* [Your objective]: Transcribe word for word the lines below from the line with "the whole pool." through the line with "for (i, node)", ends included.

[Stored items from a collection]
────────

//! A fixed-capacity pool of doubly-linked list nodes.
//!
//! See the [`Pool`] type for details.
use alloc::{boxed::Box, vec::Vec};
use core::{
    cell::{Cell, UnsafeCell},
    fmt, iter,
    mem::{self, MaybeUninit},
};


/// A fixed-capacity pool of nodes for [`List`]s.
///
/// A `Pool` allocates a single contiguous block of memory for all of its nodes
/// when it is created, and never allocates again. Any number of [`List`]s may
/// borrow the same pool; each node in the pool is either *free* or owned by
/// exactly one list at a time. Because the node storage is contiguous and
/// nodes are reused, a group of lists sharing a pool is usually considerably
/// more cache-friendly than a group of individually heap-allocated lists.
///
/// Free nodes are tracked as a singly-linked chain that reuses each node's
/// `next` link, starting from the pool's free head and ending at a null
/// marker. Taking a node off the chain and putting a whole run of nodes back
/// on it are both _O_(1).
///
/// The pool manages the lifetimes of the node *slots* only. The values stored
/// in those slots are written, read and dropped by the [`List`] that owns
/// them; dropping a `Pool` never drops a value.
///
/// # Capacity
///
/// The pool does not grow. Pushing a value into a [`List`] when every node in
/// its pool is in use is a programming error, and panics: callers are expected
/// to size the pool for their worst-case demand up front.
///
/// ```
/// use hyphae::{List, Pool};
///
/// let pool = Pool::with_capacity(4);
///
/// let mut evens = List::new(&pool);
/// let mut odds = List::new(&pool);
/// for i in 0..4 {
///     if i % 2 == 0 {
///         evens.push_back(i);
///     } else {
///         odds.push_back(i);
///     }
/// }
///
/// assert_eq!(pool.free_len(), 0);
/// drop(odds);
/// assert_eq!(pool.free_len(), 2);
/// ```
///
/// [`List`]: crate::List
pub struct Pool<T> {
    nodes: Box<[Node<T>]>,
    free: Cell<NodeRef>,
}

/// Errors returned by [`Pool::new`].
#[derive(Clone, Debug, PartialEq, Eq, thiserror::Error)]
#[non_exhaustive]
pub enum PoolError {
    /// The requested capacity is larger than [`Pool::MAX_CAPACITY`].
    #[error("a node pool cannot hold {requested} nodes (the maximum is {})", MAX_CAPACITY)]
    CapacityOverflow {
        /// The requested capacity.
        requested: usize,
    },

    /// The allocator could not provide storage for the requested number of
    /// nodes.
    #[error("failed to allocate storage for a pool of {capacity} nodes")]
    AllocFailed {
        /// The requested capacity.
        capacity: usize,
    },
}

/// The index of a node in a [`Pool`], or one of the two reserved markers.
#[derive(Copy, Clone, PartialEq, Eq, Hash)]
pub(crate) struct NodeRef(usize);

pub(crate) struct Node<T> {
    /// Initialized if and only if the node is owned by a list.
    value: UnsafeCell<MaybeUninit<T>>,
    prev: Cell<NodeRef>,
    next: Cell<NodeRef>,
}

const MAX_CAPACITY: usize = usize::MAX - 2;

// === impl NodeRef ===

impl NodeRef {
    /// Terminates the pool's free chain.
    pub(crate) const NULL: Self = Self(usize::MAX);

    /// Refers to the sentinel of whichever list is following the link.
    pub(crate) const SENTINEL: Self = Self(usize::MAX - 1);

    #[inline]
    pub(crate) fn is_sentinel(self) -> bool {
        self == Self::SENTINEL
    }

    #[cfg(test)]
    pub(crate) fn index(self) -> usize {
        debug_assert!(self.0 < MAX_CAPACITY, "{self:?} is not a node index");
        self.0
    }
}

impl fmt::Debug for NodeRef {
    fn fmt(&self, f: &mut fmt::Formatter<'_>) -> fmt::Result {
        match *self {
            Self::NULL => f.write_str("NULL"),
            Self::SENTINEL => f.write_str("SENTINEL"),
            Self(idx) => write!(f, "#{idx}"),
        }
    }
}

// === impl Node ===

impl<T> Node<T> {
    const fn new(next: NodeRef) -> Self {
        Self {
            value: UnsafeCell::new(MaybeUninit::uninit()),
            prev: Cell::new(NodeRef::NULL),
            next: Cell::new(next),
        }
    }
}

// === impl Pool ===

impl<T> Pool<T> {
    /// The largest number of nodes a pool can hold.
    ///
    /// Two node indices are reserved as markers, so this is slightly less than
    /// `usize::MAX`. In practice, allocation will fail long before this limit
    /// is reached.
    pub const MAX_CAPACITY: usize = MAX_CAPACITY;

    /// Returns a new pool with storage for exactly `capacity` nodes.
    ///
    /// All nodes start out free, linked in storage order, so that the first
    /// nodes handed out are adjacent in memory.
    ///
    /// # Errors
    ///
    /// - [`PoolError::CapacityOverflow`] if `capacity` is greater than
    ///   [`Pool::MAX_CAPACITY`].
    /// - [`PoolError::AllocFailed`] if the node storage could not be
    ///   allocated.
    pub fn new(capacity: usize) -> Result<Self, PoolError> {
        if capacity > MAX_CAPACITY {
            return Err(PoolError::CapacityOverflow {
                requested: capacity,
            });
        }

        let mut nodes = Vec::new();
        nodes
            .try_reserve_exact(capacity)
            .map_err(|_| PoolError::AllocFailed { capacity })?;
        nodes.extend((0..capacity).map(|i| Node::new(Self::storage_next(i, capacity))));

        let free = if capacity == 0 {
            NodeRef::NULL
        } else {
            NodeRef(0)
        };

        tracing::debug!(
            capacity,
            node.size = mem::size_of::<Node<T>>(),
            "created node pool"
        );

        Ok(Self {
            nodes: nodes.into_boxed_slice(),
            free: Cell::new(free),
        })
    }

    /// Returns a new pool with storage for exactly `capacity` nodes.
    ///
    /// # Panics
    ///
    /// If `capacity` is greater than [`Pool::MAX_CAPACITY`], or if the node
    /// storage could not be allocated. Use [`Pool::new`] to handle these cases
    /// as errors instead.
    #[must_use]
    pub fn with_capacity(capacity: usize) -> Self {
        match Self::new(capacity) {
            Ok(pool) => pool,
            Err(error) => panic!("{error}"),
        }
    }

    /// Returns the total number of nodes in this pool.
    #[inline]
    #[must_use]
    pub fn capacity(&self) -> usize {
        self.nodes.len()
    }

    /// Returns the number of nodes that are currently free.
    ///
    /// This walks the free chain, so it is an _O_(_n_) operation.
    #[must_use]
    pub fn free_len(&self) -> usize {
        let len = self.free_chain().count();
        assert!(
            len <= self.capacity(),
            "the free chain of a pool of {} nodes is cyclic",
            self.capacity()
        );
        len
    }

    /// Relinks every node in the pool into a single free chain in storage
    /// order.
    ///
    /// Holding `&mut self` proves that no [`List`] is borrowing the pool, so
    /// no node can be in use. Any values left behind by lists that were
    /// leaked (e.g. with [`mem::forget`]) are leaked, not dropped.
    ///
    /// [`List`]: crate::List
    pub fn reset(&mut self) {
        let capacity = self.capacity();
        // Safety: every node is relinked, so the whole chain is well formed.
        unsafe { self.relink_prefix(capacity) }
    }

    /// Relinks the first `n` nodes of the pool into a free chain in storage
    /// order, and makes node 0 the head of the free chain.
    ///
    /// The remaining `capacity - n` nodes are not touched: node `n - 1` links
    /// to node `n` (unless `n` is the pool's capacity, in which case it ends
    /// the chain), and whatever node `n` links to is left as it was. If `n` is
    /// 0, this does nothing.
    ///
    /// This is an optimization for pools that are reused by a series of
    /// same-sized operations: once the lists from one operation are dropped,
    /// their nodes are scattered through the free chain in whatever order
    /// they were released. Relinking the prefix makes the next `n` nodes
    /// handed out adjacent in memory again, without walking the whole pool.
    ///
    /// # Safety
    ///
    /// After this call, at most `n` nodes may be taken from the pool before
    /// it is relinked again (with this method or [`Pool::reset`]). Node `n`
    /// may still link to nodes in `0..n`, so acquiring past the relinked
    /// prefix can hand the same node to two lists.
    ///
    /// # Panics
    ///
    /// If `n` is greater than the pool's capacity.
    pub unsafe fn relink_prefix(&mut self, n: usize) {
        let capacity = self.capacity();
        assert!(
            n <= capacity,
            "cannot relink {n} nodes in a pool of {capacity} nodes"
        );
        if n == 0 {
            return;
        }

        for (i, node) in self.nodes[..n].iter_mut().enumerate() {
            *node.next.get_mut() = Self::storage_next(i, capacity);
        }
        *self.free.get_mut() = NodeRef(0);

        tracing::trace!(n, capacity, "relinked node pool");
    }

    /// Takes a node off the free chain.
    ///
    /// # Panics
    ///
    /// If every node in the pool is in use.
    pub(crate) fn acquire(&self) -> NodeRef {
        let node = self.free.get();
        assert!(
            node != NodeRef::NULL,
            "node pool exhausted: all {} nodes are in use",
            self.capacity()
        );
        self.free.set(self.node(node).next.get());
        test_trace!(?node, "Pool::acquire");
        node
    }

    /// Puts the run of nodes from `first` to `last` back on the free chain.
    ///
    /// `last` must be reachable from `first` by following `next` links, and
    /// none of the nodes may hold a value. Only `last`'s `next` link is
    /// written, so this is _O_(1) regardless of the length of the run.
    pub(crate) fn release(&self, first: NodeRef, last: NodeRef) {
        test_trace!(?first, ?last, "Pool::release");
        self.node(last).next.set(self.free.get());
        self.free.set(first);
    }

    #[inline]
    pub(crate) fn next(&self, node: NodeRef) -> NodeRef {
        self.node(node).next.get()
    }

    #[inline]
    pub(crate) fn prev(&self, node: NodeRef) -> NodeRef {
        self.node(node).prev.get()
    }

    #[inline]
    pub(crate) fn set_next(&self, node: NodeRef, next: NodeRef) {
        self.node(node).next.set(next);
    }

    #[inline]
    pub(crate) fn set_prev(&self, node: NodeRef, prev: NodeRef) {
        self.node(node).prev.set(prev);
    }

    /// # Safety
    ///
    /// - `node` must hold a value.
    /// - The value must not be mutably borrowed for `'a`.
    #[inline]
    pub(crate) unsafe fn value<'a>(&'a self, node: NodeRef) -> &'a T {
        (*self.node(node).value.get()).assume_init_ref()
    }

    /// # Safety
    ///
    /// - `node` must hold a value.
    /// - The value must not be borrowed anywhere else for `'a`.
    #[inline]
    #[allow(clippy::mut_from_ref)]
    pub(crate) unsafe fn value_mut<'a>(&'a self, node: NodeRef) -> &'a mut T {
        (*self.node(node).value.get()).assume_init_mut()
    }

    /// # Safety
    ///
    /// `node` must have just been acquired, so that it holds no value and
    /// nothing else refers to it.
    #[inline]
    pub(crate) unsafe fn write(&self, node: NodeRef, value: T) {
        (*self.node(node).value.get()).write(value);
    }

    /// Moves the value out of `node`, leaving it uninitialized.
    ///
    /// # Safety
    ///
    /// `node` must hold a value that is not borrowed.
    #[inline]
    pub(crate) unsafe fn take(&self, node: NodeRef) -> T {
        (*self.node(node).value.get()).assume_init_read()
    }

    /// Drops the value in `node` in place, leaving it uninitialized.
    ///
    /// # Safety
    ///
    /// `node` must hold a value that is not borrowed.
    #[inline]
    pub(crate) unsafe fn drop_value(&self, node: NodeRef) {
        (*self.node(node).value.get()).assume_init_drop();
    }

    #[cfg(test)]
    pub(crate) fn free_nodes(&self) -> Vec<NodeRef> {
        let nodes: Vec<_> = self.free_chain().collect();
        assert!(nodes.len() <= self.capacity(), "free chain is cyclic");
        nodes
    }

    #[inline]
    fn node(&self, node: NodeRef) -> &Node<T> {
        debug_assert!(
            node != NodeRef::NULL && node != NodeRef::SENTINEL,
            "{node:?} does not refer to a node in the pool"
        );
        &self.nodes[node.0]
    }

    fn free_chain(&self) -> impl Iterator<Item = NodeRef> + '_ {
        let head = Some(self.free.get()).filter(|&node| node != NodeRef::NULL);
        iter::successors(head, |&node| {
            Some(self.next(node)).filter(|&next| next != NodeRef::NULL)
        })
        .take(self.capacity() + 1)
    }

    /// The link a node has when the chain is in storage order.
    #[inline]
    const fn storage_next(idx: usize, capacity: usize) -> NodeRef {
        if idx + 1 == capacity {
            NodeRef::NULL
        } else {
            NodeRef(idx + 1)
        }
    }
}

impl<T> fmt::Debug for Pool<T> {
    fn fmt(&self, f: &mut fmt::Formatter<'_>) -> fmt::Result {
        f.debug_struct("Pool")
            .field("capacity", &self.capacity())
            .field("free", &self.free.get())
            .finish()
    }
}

────────

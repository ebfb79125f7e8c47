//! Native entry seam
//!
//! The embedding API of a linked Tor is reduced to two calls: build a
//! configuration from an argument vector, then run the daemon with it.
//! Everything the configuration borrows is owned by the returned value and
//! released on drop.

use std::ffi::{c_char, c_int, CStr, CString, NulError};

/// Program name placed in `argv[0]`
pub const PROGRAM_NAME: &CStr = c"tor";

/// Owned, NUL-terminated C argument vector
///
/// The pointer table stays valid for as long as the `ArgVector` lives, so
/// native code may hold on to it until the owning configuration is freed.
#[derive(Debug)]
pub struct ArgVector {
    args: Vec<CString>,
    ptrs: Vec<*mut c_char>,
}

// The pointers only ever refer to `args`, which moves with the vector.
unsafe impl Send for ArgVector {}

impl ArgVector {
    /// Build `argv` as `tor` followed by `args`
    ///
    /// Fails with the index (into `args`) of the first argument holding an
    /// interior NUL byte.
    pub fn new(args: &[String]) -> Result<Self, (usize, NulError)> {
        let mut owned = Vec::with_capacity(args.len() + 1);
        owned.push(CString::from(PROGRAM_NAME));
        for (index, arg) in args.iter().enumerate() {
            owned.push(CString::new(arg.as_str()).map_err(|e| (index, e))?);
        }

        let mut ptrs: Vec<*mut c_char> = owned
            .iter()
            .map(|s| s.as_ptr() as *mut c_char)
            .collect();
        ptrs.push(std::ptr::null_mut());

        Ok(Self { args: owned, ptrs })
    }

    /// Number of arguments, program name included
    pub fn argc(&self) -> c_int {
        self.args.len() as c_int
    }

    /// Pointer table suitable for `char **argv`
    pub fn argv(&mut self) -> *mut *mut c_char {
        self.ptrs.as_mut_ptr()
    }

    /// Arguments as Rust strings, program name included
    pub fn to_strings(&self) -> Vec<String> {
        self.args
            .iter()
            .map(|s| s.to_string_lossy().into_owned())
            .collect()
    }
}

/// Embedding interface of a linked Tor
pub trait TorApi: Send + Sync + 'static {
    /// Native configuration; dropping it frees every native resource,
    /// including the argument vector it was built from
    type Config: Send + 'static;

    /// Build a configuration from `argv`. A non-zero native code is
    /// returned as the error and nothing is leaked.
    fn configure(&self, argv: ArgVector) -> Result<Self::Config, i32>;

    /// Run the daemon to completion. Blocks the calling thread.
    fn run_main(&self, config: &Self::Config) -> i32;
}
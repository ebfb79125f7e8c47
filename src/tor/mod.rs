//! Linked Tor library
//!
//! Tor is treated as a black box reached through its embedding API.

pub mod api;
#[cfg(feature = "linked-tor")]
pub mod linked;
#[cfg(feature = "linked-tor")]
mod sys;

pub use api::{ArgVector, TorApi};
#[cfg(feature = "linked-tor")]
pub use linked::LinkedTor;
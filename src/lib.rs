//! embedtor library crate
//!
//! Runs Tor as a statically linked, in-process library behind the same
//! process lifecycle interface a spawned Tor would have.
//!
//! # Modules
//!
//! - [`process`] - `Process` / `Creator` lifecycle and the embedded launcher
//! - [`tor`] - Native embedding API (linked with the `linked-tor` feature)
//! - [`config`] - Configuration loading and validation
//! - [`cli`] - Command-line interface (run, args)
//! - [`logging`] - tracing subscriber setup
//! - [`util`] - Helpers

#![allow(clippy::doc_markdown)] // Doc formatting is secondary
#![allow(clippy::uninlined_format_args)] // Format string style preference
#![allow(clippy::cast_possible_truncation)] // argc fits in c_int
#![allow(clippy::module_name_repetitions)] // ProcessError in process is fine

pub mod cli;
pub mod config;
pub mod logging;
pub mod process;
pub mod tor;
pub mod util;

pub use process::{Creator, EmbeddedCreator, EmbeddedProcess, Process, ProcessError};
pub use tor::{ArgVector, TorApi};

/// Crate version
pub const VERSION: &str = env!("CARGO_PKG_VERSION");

────────

* [Result of the exercise]:
    /// handed out adjacent in memory again, without walking the whole pool.
    ///
    /// # Safety
    ///
    /// After this call, at most `n` nodes may be taken from the pool before
    /// it is relinked again (with this method or [`Pool::reset`]). Node `n`
    /// may still link to nodes in `0..n`, so acquiring past the relinked
    /// prefix can hand the same node to two lists.
    ///
    /// # Panics
    ///
    /// If `n` is greater than the pool's capacity.
    pub unsafe fn relink_prefix(&mut self, n: usize) {
        let capacity = self.capacity();
        assert!(
            n <= capacity,
            "cannot relink {n} nodes in a pool of {capacity} nodes"
        );
        if n == 0 {
            return;
        }

        for (i, node) in self.nodes[..n].iter_mut().enumerate() {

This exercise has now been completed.